Ketchikan Creek – Tourism Planning

Please share with each other tourism product components from your favorite destination in the world or country. What are the individual tourism products (both intangible and tangible) that made your experience unique? Was there evidence of initiatives toward conserving those unique aspects? Was there evidence of pressures on the tourism products (overtourism or unsustainable development) that caused you concern about their long-term viability?

Photograph of Creek Street in Ketchikan, Alaska taken by Eugeniy Kalinin

One of the most lovely experiences I had was falling madly in love with a stranger on an Island in Alaska. Love was only enabled because of a digital connection. An oddly thing triggered by the tidings of wifi and poetic expression. The human I met bounced back a flow that challenged me to think on my tip toes and I said, “woe, it is raining.” So, life challenged, the less mobile stay on board of the cruise ship because let us be honest here, a clear deterrent to a land’s attraction must be profound when the back is rested in a wheeled-chair.

The product was love in the form of words and dance. Celebration of consenting play, I walked barefoot from pier to pier in a hazy, unclear, early morning. Uniqueness grasped me in the thoughts astray from my motive and duties of caregiving’s way. Weighed down. Step by step. Rainfall weighed me down the steep narrow roadways. Away and away. I was led away. Upwards to a staircase. 

Words like, “here this land,” and, “story goes,” were found etched in wood, rock, and iron. Colors blast me with valves pressured as fast as Ketchikan Creek could pour it’s rich flowing waters in the veins of the island. The call for conservation was the call of sensation. Underfoot, there were tree roots and the freshness of stew; earth, leaves, and mossy brew. I let go of the dance of the long term concerns of the life sustaining blood of the visitor’s bounty. I shared words of goodbey but my heart surely changed.

Overtime the forest will regrow. Overtime, the roads will crack. Overtime, the buildings will crumble. Overtime, the iron will rust. Overtime, the piers will break as the winds and the waves make their makings and takings as the land of great rainfall and salmon collapses and acidified droplets give caustic subsides. Overtime, the thousands of gallons of foodwaste and gaslines will no longer cause divine intervention on a toxic timeframe. Overtime, we work now and overtime. Right in this moment, we need to take time to be with the rhythm and rhyme of a world that takes grime and decay and issues a warning that says if we do not take action in a longitudinal kind of way we will siphon away.

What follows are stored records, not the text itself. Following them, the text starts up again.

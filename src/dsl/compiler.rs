//! Copyright © 2025-2026 Wenze Wei. All Rights Reserved.
//!
//! This file is part of Piper.
//! The Piper project belongs to the Dunimd Team.
//!
//! Licensed under the Apache License, Version 2.0 (the "License");
//! You may not use this file except in compliance with the License.
//! You may obtain a copy of the License at
//!
//!     http://www.apache.org/licenses/LICENSE-2.0
//!
//! Unless required by applicable law or agreed to in writing, software
//! distributed under the License is distributed on an "AS IS" BASIS,
//! WITHOUT WARRANTIES OR CONDITIONS OF ANY KIND, either express or implied.
//! See the License for the specific language governing permissions and
//! limitations under the License.

//! # Piper DSL Compiler Module
//!
//! Binds the parsed IR against the function and lookup registries,
//! producing immutable execution plans. Compilation walks each pipeline's
//! stages in source order with a running field layout, so every reference
//! resolves to a positional index and every name collision is caught before
//! a single row is processed.
//!
//! Faults here are construction faults: one bad pipeline fails the whole
//! script and no partial instance is produced.

use std::collections::HashMap;
use std::sync::Arc;

use crate::engine::{CompiledStage, PiperPipeline};
use crate::errors::{PiperError, Result};
use crate::expr::BoundExpr;
use crate::function::PiperFunction;
use crate::lookup::PiperLookupSource;

use super::ir::{ExprDef, PipelineDef, PiperScript, StageDef};

/// Compiles every pipeline of a script. Duplicate pipeline names fail.
pub(crate) fn compile_script(
    script: &PiperScript,
    functions: &HashMap<String, Arc<dyn PiperFunction>>,
    lookups: &HashMap<String, Arc<dyn PiperLookupSource>>,
) -> Result<HashMap<String, PiperPipeline>> {
    let mut pipelines = HashMap::new();
    for def in &script.pipelines {
        if pipelines.contains_key(&def.name) {
            return Err(PiperError::PipelineAlreadyDefined(def.name.clone()));
        }
        let compiled = compile_pipeline(def, functions, lookups)?;
        pipelines.insert(def.name.clone(), compiled);
    }
    Ok(pipelines)
}

fn compile_pipeline(
    def: &PipelineDef,
    functions: &HashMap<String, Arc<dyn PiperFunction>>,
    lookups: &HashMap<String, Arc<dyn PiperLookupSource>>,
) -> Result<PiperPipeline> {
    // The layout tracks field names by position as stages transform rows.
    let mut layout: Vec<String> = Vec::with_capacity(def.params.len());
    for param in &def.params {
        if layout.contains(&param.name) {
            return Err(PiperError::FieldAlreadyExists(param.name.clone()));
        }
        layout.push(param.name.clone());
    }

    let mut stages = Vec::with_capacity(def.stages.len());
    for stage in &def.stages {
        if let Some(compiled) = compile_stage(stage, &mut layout, functions, lookups)? {
            stages.push(compiled);
        }
    }

    Ok(PiperPipeline {
        name: def.name.clone(),
        params: def.params.clone(),
        stages,
        output_layout: layout,
    })
}

/// Compiles one stage against the current layout, updating the layout to
/// the stage's output. `project-rename` is layout-only and emits nothing.
fn compile_stage(
    stage: &StageDef,
    layout: &mut Vec<String>,
    functions: &HashMap<String, Arc<dyn PiperFunction>>,
    lookups: &HashMap<String, Arc<dyn PiperLookupSource>>,
) -> Result<Option<CompiledStage>> {
    match stage {
        StageDef::Project(assigns) => {
            let mut compiled = Vec::with_capacity(assigns.len());
            for (name, expr) in assigns {
                // Each assignment sees the fields added before it.
                let bound = compile_expr(expr, layout, functions)?;
                if layout.contains(name) {
                    return Err(PiperError::FieldAlreadyExists(name.clone()));
                }
                layout.push(name.clone());
                compiled.push((name.clone(), bound));
            }
            Ok(Some(CompiledStage::Project(compiled)))
        }
        StageDef::ProjectKeep(names) => {
            let mut indices = Vec::with_capacity(names.len());
            for name in names {
                indices.push(resolve(layout, name)?);
            }
            *layout = names.clone();
            Ok(Some(CompiledStage::Select(indices)))
        }
        StageDef::ProjectRemove(names) => {
            for name in names {
                resolve(layout, name)?;
            }
            let indices: Vec<usize> = (0..layout.len())
                .filter(|&i| !names.contains(&layout[i]))
                .collect();
            *layout = indices.iter().map(|&i| layout[i].clone()).collect();
            Ok(Some(CompiledStage::Select(indices)))
        }
        StageDef::ProjectRename(renames) => {
            for (new, old) in renames {
                let index = resolve(layout, old)?;
                if layout.contains(new) {
                    return Err(PiperError::FieldAlreadyExists(new.clone()));
                }
                layout[index] = new.clone();
            }
            Ok(None)
        }
        StageDef::Where(cond) => Ok(Some(CompiledStage::Where(compile_expr(
            cond, layout, functions,
        )?))),
        StageDef::Take(count) => Ok(Some(CompiledStage::Take(*count))),
        StageDef::Top {
            count,
            criteria,
            descending,
            nulls_first,
        } => Ok(Some(CompiledStage::Top {
            count: *count,
            criteria: compile_expr(criteria, layout, functions)?,
            descending: *descending,
            nulls_first: *nulls_first,
        })),
        StageDef::Distinct => Ok(Some(CompiledStage::Distinct)),
        StageDef::IgnoreError => Ok(Some(CompiledStage::IgnoreError)),
        StageDef::Explode(name) => Ok(Some(CompiledStage::Explode(resolve(layout, name)?))),
        StageDef::Lookup {
            fields,
            source,
            key,
        } => {
            let source = lookups
                .get(source)
                .cloned()
                .ok_or_else(|| PiperError::LookupSourceNotFound(source.clone()))?;
            let key = compile_expr(key, layout, functions)?;
            let mut source_fields = Vec::with_capacity(fields.len());
            let mut output_names = Vec::with_capacity(fields.len());
            for (output, field) in fields {
                if layout.contains(output) || output_names.contains(output) {
                    return Err(PiperError::FieldAlreadyExists(output.clone()));
                }
                output_names.push(output.clone());
                source_fields.push(field.clone());
            }
            layout.extend(output_names);
            Ok(Some(CompiledStage::Lookup {
                source,
                key,
                source_fields,
            }))
        }
    }
}

fn resolve(layout: &[String], name: &str) -> Result<usize> {
    layout
        .iter()
        .position(|n| n == name)
        .ok_or_else(|| PiperError::FieldNotFound(name.to_string()))
}

fn compile_expr(
    expr: &ExprDef,
    layout: &[String],
    functions: &HashMap<String, Arc<dyn PiperFunction>>,
) -> Result<BoundExpr> {
    Ok(match expr {
        ExprDef::FieldRef(name) => BoundExpr::Field(resolve(layout, name)?),
        ExprDef::Literal(value) => BoundExpr::Literal(value.clone()),
        ExprDef::Call(name, args) => {
            let function = functions
                .get(name)
                .cloned()
                .ok_or_else(|| PiperError::UnknownFunction(name.clone()))?;
            function.check_arity(args.len())?;
            let args = args
                .iter()
                .map(|a| compile_expr(a, layout, functions))
                .collect::<Result<Vec<_>>>()?;
            BoundExpr::Call {
                name: name.clone(),
                function,
                args,
            }
        }
        ExprDef::BinaryOp(op, left, right) => BoundExpr::Binary(
            *op,
            Box::new(compile_expr(left, layout, functions)?),
            Box::new(compile_expr(right, layout, functions)?),
        ),
        ExprDef::UnaryOp(op, inner) => {
            BoundExpr::Unary(*op, Box::new(compile_expr(inner, layout, functions)?))
        }
        ExprDef::Index(base, index) => BoundExpr::Index(
            Box::new(compile_expr(base, layout, functions)?),
            Box::new(compile_expr(index, layout, functions)?),
        ),
    })
}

A dream. I awaken with newly found appreciation. I knew that there was an opportunity for dedication. Yet, in absent awareness, I wobbled my way across an Island that day. I saw it flourishing and fading away. It was clear to me by the words of my lover that we were sent into eachother’s way to weigh all the balances and cast worries astray and the best way was to honor the person and place that day.